For starters, simply tallying up your losses and then throwing out the allegation of "unsuitability," will not carry the day for a customer. As noted in thisDecision, arbitrators may look beyond losses and confirm the desired risk profile of the customer. In this case, the Panel countered the claimants' professed objectives of "modest income and preservation of capital," with a finding that the customer desired a more risky "conservative growth with a tolerance for moderate risk," as memorialized in Citigroup documents.

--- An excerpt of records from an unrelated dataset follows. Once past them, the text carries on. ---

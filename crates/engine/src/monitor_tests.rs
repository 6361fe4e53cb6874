// SPDX-License-Identifier: BUSL-1.1
// Copyright (c) 2026 Alfred Jean LLC

use super::*;
use crate::docker::{ContainerSpec, FakeEngine};
use sdv_core::{Application, LifecycleState, RestartPolicy};
use yare::parameterized;

fn snapshot(cpu_delta: u64, sys_delta: u64, cpus: u32) -> StatsSnapshot {
    StatsSnapshot {
        cpu_total_usage: 1_000_000 + cpu_delta,
        precpu_total_usage: 1_000_000,
        system_cpu_usage: 10_000_000 + sys_delta,
        pre_system_cpu_usage: 10_000_000,
        online_cpus: cpus,
        ..Default::default()
    }
}

#[parameterized(
    half_of_one_cpu = { 100, 200, 1, 50.0 },
    two_cores_busy = { 100, 200, 4, 200.0 },
)]
fn cpu_percent_formula(cpu_delta: u64, sys_delta: u64, cpus: u32, expected: f64) {
    let percent = cpu_percent(&snapshot(cpu_delta, sys_delta, cpus));
    assert!((percent - expected).abs() < 0.01, "expected {expected}, got {percent}");
}

#[test]
fn cpu_percent_counter_reset_is_zero() {
    let mut stats = snapshot(100, 200, 1);
    stats.precpu_total_usage = stats.cpu_total_usage + 5;
    assert_eq!(cpu_percent(&stats), 0.0);
}

#[test]
fn cpu_percent_zero_system_delta_is_zero() {
    assert_eq!(cpu_percent(&snapshot(100, 0, 1)), 0.0);
}

#[test]
fn memory_percent_guards_zero_limit() {
    let stats = StatsSnapshot { memory_usage: 1024, memory_limit: 0, ..Default::default() };
    let sample = to_sample(&stats);
    assert_eq!(sample.memory_percent, 0.0);
}

#[test]
fn breach_severities() {
    let mut sample = ResourceSample { cpu_percent: 85.0, ..Default::default() };
    let found = breaches(&sample, 0);
    assert_eq!(found.len(), 1);
    assert_eq!(found[0].0, "cpu");
    assert_eq!(found[0].3, BreachSeverity::Warning);

    sample.cpu_percent = 95.0;
    sample.memory_percent = 92.0;
    let found = breaches(&sample, 0);
    assert_eq!(found.len(), 2);
    assert!(found.iter().all(|b| b.3 == BreachSeverity::Critical));
}

#[test]
fn disk_and_network_breaches_are_warnings() {
    let sample = ResourceSample {
        net_rx_bytes: 90 * 1024 * 1024,
        net_tx_bytes: 20 * 1024 * 1024,
        ..Default::default()
    };
    let found = breaches(&sample, 2 * 1024 * 1024 * 1024);
    let resources: Vec<&str> = found.iter().map(|b| b.0.as_str()).collect();
    assert_eq!(resources, vec!["disk", "network"]);
    assert!(found.iter().all(|b| b.3 == BreachSeverity::Warning));
}

#[test]
fn quiet_sample_has_no_breaches() {
    let sample = ResourceSample { cpu_percent: 10.0, memory_percent: 20.0, ..Default::default() };
    assert!(breaches(&sample, 0).is_empty());
}

fn installed_app(store: &Store, id: &str) -> AppId {
    let now = Utc::now();
    let app_id = AppId::parse(id).unwrap();
    store
        .insert_application(&Application {
            id: app_id.clone(),
            name: id.to_string(),
            description: None,
            version: None,
            app_type: sdv_core::AppType::Binary,
            code: None,
            entry_point: None,
            binary_path: Some("/bin/true".to_string()),
            working_dir: None,
            args: vec![],
            env: Default::default(),
            python_deps: vec![],
            vehicle_signals: vec![],
            data_path: None,
            config: Default::default(),
            status: LifecycleState::Installed,
            auto_start: false,
            restart_policy: RestartPolicy::Never,
            resources: Default::default(),
            created_at: now,
            updated_at: now,
        })
        .unwrap();
    app_id
}

#[tokio::test]
async fn sweep_samples_running_labeled_containers() {
    let store = Store::open_in_memory().unwrap();
    let app_id = installed_app(&store, "mon1");
    let dir = tempfile::tempdir().unwrap();
    let engine = Arc::new(FakeEngine::new());

    let container = engine
        .create(&ContainerSpec::default().labeled_for(&app_id))
        .await
        .unwrap();
    engine.start(&container).await.unwrap();
    engine.set_stats(
        &container,
        StatsSnapshot {
            memory_usage: 512,
            memory_limit: 1024,
            ..snapshot(100, 200, 1)
        },
    );

    let (event_tx, _event_rx) = mpsc::channel(16);
    let monitor = ResourceMonitor::new(
        engine.clone(),
        store.clone(),
        StoragePaths::new(dir.path()),
        event_tx,
        Duration::from_secs(30),
    );
    monitor.sample_once().await;

    let history = monitor.history(&app_id);
    assert_eq!(history.len(), 1);
    assert!((history[0].cpu_percent - 50.0).abs() < 0.01);
    assert!((history[0].memory_percent - 50.0).abs() < 0.01);

    // Snapshot also lands on the persisted runtime state
    let state = store.get_runtime_state(&app_id).unwrap();
    assert!((state.resources.unwrap().cpu_percent - 50.0).abs() < 0.01);
    assert!(state.last_heartbeat.is_some());
}

#[tokio::test]
async fn sweep_emits_threshold_events() {
    let store = Store::open_in_memory().unwrap();
    let app_id = installed_app(&store, "mon2");
    let dir = tempfile::tempdir().unwrap();
    let engine = Arc::new(FakeEngine::new());

    let container = engine
        .create(&ContainerSpec::default().labeled_for(&app_id))
        .await
        .unwrap();
    engine.start(&container).await.unwrap();
    // 95% of one CPU
    engine.set_stats(&container, snapshot(190, 200, 1));

    let (event_tx, mut event_rx) = mpsc::channel(16);
    let monitor = ResourceMonitor::new(
        engine,
        store,
        StoragePaths::new(dir.path()),
        event_tx,
        Duration::from_secs(30),
    );
    monitor.sample_once().await;

    let event = event_rx.recv().await.unwrap();
    let Event::ThresholdBreach { app_id: event_app, resource, severity, .. } = event else {
        panic!("expected a breach event");
    };
    assert_eq!(event_app, app_id);
    assert_eq!(resource, "cpu");
    assert_eq!(severity, BreachSeverity::Critical);
}

#[tokio::test]
async fn stopped_containers_are_skipped() {
    let store = Store::open_in_memory().unwrap();
    let app_id = installed_app(&store, "mon3");
    let dir = tempfile::tempdir().unwrap();
    let engine = Arc::new(FakeEngine::new());

    let container = engine
        .create(&ContainerSpec::default().labeled_for(&app_id))
        .await
        .unwrap();
    // never started
    let _ = container;

    let (event_tx, _event_rx) = mpsc::channel(16);
    let monitor = ResourceMonitor::new(
        engine,
        store,
        StoragePaths::new(dir.path()),
        event_tx,
        Duration::from_secs(30),
    );
    monitor.sample_once().await;
    assert!(monitor.history(&app_id).is_empty());
}
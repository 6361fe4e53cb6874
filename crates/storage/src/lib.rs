// SPDX-License-Identifier: BUSL-1.1
// Copyright (c) 2026 Alfred Jean LLC

//! Transactional persistence for the application registry.
//!
//! One SQLite database (`apps.sqlite`) holds applications, runtime state,
//! captured log lines, declared dependencies, and deploy history. All writes
//! commit before the call returns; per-application write ordering is
//! guaranteed by the app manager's per-id gate above this crate.

// Allow panic!/unwrap/expect in test code
#![cfg_attr(test, allow(clippy::panic))]
#![cfg_attr(test, allow(clippy::unwrap_used))]
#![cfg_attr(test, allow(clippy::expect_used))]

mod error;
mod logs;
mod rows;
mod schema;
mod state;
mod store;

pub use error::StoreError;
pub use logs::LogQuery;
pub use store::{AppFilter, DeployRecord, Store};
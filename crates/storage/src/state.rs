// SPDX-License-Identifier: BUSL-1.1
// Copyright (c) 2026 Alfred Jean LLC

//! Runtime-state persistence.
//!
//! `runtime_state` is the source of truth for lifecycle transitions;
//! `applications.status` mirrors it and both are written inside one
//! transaction so observers only ever read a consistent pair.

use sdv_core::{AppId, RuntimeState, RuntimeStatePatch};

use crate::rows;
use crate::{Store, StoreError};

impl Store {
    pub fn get_runtime_state(&self, app_id: &AppId) -> Result<RuntimeState, StoreError> {
        let conn = self.conn.lock();
        let sql = format!("SELECT {} FROM runtime_state WHERE app_id = ?1", rows::STATE_COLUMNS);
        let mut stmt = conn.prepare(&sql)?;
        let mut rows_iter = stmt.query([app_id.as_str()])?;
        match rows_iter.next()? {
            Some(row) => rows::runtime_state_from_row(row),
            None => Err(StoreError::NotFound(app_id.to_string())),
        }
    }

    /// Apply a partial update to an application's runtime state.
    ///
    /// The row is created if missing (it normally exists from install).
    /// When `patch.current_state` is set, `applications.status` is updated in
    /// the same transaction.
    pub fn upsert_runtime_state(
        &self,
        app_id: &AppId,
        patch: &RuntimeStatePatch,
    ) -> Result<RuntimeState, StoreError> {
        let mut conn = self.conn.lock();
        let tx = conn.transaction()?;

        // The FK constraint rejects states for unknown applications.
        let app_exists: bool = tx
            .query_row("SELECT 1 FROM applications WHERE id = ?1", [app_id.as_str()], |_| Ok(()))
            .map(|_| true)
            .or_else(|e| match e {
                rusqlite::Error::QueryReturnedNoRows => Ok(false),
                other => Err(other),
            })?;
        if !app_exists {
            return Err(StoreError::NotFound(app_id.to_string()));
        }

        let mut state = {
            let sql =
                format!("SELECT {} FROM runtime_state WHERE app_id = ?1", rows::STATE_COLUMNS);
            let mut stmt = tx.prepare(&sql)?;
            let mut rows_iter = stmt.query([app_id.as_str()])?;
            match rows_iter.next()? {
                Some(row) => rows::runtime_state_from_row(row)?,
                None => RuntimeState::installed(app_id.clone()),
            }
        };

        if let Some(v) = &patch.execution_id {
            state.execution_id = v.clone();
        }
        if let Some(v) = &patch.container_id {
            state.container_id = v.clone();
        }
        if let Some(v) = patch.pid {
            state.pid = v;
        }
        if let Some(v) = patch.last_start {
            state.last_start = Some(v);
        }
        if let Some(v) = patch.last_exit {
            state.last_exit = Some(v);
        }
        if let Some(v) = patch.exit_code {
            state.exit_code = v;
        }
        if let Some(secs) = patch.add_runtime_secs {
            state.total_runtime_secs = state.total_runtime_secs.saturating_add(secs);
        }
        if let Some(v) = patch.current_state {
            state.current_state = v;
        }
        if let Some(v) = patch.last_heartbeat {
            state.last_heartbeat = Some(v);
        }
        if let Some(v) = &patch.resources {
            state.resources = Some(v.clone());
        }

        tx.execute(
            "INSERT OR REPLACE INTO runtime_state (app_id, execution_id, container_id, pid, \
             last_start, last_exit, exit_code, total_runtime_secs, current_state, \
             last_heartbeat, resources) \
             VALUES (?1, ?2, ?3, ?4, ?5, ?6, ?7, ?8, ?9, ?10, ?11)",
            rusqlite::params![
                app_id.as_str(),
                state.execution_id.as_ref().map(|e| e.as_str().to_string()),
                state.container_id,
                state.pid,
                state.last_start.map(rows::ts_to_sql),
                state.last_exit.map(rows::ts_to_sql),
                state.exit_code,
                state.total_runtime_secs as i64,
                state.current_state.as_str(),
                state.last_heartbeat.map(rows::ts_to_sql),
                state
                    .resources
                    .as_ref()
                    .map(rows::json_to_sql)
                    .transpose()?,
            ],
        )?;

        if let Some(status) = patch.current_state {
            tx.execute(
                "UPDATE applications SET status = ?2 WHERE id = ?1",
                rusqlite::params![app_id.as_str(), status.as_str()],
            )?;
        }

        tx.commit()?;
        Ok(state)
    }

    /// All runtime states, for boot reconciliation.
    pub fn list_runtime_states(&self) -> Result<Vec<RuntimeState>, StoreError> {
        let conn = self.conn.lock();
        let sql = format!("SELECT {} FROM runtime_state ORDER BY app_id", rows::STATE_COLUMNS);
        let mut stmt = conn.prepare(&sql)?;
        let mut rows_iter = stmt.query([])?;
        let mut states = Vec::new();
        while let Some(row) = rows_iter.next()? {
            states.push(rows::runtime_state_from_row(row)?);
        }
        Ok(states)
    }
}

#[cfg(test)]
#[path = "state_tests.rs"]
mod tests;
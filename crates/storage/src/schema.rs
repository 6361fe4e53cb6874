// SPDX-License-Identifier: BUSL-1.1
// Copyright (c) 2026 Alfred Jean LLC

//! Schema migrations, versioned through `PRAGMA user_version`.

use rusqlite::Connection;

use crate::StoreError;

/// Migrations indexed by target version. Each entry runs in its own
/// transaction; `user_version` is bumped after it commits.
const MIGRATIONS: &[&str] = &[
    // v1: initial schema
    "
    CREATE TABLE applications (
        id              TEXT PRIMARY KEY,
        name            TEXT NOT NULL,
        description     TEXT,
        version         TEXT,
        app_type        TEXT NOT NULL,
        code            TEXT,
        entry_point     TEXT,
        binary_path     TEXT,
        working_dir     TEXT,
        args            TEXT NOT NULL DEFAULT '[]',
        env             TEXT NOT NULL DEFAULT '{}',
        python_deps     TEXT NOT NULL DEFAULT '[]',
        vehicle_signals TEXT NOT NULL DEFAULT '[]',
        data_path       TEXT,
        config          TEXT NOT NULL DEFAULT '{}',
        status          TEXT NOT NULL,
        auto_start      INTEGER NOT NULL DEFAULT 0,
        restart_policy  TEXT NOT NULL DEFAULT 'never',
        resources       TEXT NOT NULL DEFAULT '{}',
        created_at      TEXT NOT NULL,
        updated_at      TEXT NOT NULL
    );

    CREATE TABLE runtime_state (
        app_id             TEXT PRIMARY KEY
                           REFERENCES applications(id) ON DELETE CASCADE,
        execution_id       TEXT,
        container_id       TEXT,
        pid                INTEGER,
        last_start         TEXT,
        last_exit          TEXT,
        exit_code          INTEGER,
        total_runtime_secs INTEGER NOT NULL DEFAULT 0,
        current_state      TEXT NOT NULL,
        last_heartbeat     TEXT,
        resources          TEXT
    );

    CREATE TABLE log_lines (
        app_id    TEXT NOT NULL REFERENCES applications(id) ON DELETE CASCADE,
        seq       INTEGER NOT NULL,
        timestamp TEXT NOT NULL,
        stream    TEXT NOT NULL,
        content   TEXT NOT NULL,
        PRIMARY KEY (app_id, seq)
    );

    CREATE TABLE log_cursors (
        app_id   TEXT PRIMARY KEY REFERENCES applications(id) ON DELETE CASCADE,
        next_seq INTEGER NOT NULL
    );

    CREATE TABLE dependencies (
        app_id           TEXT NOT NULL REFERENCES applications(id) ON DELETE CASCADE,
        kind             TEXT NOT NULL,
        name             TEXT NOT NULL,
        version_spec     TEXT,
        resolved_version TEXT,
        PRIMARY KEY (app_id, kind, name)
    );

    CREATE TABLE deploy_history (
        id           INTEGER PRIMARY KEY AUTOINCREMENT,
        app_id       TEXT NOT NULL REFERENCES applications(id) ON DELETE CASCADE,
        execution_id TEXT,
        action       TEXT NOT NULL,
        detail       TEXT,
        at           TEXT NOT NULL
    );

    CREATE INDEX idx_log_lines_stream ON log_lines(app_id, stream, seq);
    CREATE INDEX idx_deploy_history_app ON deploy_history(app_id, id);
    ",
];

/// Apply pending migrations and set required pragmas.
pub(crate) fn migrate(conn: &mut Connection) -> Result<(), StoreError> {
    conn.pragma_update(None, "journal_mode", "WAL")?;
    conn.pragma_update(None, "synchronous", "FULL")?;
    conn.pragma_update(None, "foreign_keys", "ON")?;

    let current: i64 = conn.query_row("PRAGMA user_version", [], |row| row.get(0))?;

    for (index, sql) in MIGRATIONS.iter().enumerate() {
        let target = index as i64 + 1;
        if target <= current {
            continue;
        }
        let tx = conn.transaction()?;
        tx.execute_batch(sql)?;
        tx.pragma_update(None, "user_version", target)?;
        tx.commit()?;
        tracing::info!(version = target, "applied store migration");
    }

    Ok(())
}

#[cfg(test)]
#[path = "schema_tests.rs"]
mod tests;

An interesting aside was that the Panel gave weight to the existence of similar or more aggressive risk tolerance at a prior brokerage affirm where claimants maintained a securities account. That's a bit tricky because Wall Streetadmonishes that a prior history of investment success does not guarantee future performance; and, as such, in a litigation context, customers should be entitled to alter their risk profiles as they age or their circumstances alter. That aside, this Panel placed the prior risk documentation into context with the Citigroup account documents at issue and found some consistency; if the prior documents had reflected less willingness for risk, perhaps the Panel might have reached a different conclusion.
Claimant McGarry presented a somewhat sympathetic figure in that he was retired and purportedly had expressed a need for his investments to generate about $250,000 per annum. Apparently, in consideration of those factors, the respondents alleged that they had created a 5 to 10-year investment program with the objective of producing slightly more than the targeted income. When confronted with the horrific downturn of the Great Recession, the stockbroker seems to have urged his customer to avoid panic and go with the plan - in retrospect, perhaps great advice, but when you're in the midst of a market collapse of historic proportion, it's tough not to panic. On November 21, 2008, the customer liquidated all of his equities.
Regardless of whether one opts to characterize the customer's November 21, 2008, liquidation of all his equities as panic or prudence, the fact is that such was not consistent with a long-term investment program and the stockbroker cannot be fairly blamed for the ensuing market crash nor credited with its recovery.Personally, I'm not a fan of any so-called long-term investment program. I've never quite understood how anyone can predict anything five years from now, much less ten years. More to the point, securities portfolios were absolutely hammered by the last recession to the point that decades of profits were wiped out. On the other hand, imagine how much wealthier you would now be if on November 21, 2008, you loaded up on quality stocks or exchange traded funds and held on through the March 2009 market bottom.
In the end, you can never, ever eliminate risk from the markets and your investments, no matter what you're told, are never guaranteed. Just when you think it's safe to go back into the water, someone screams and there's one less swimmer and one happy Great White Shark.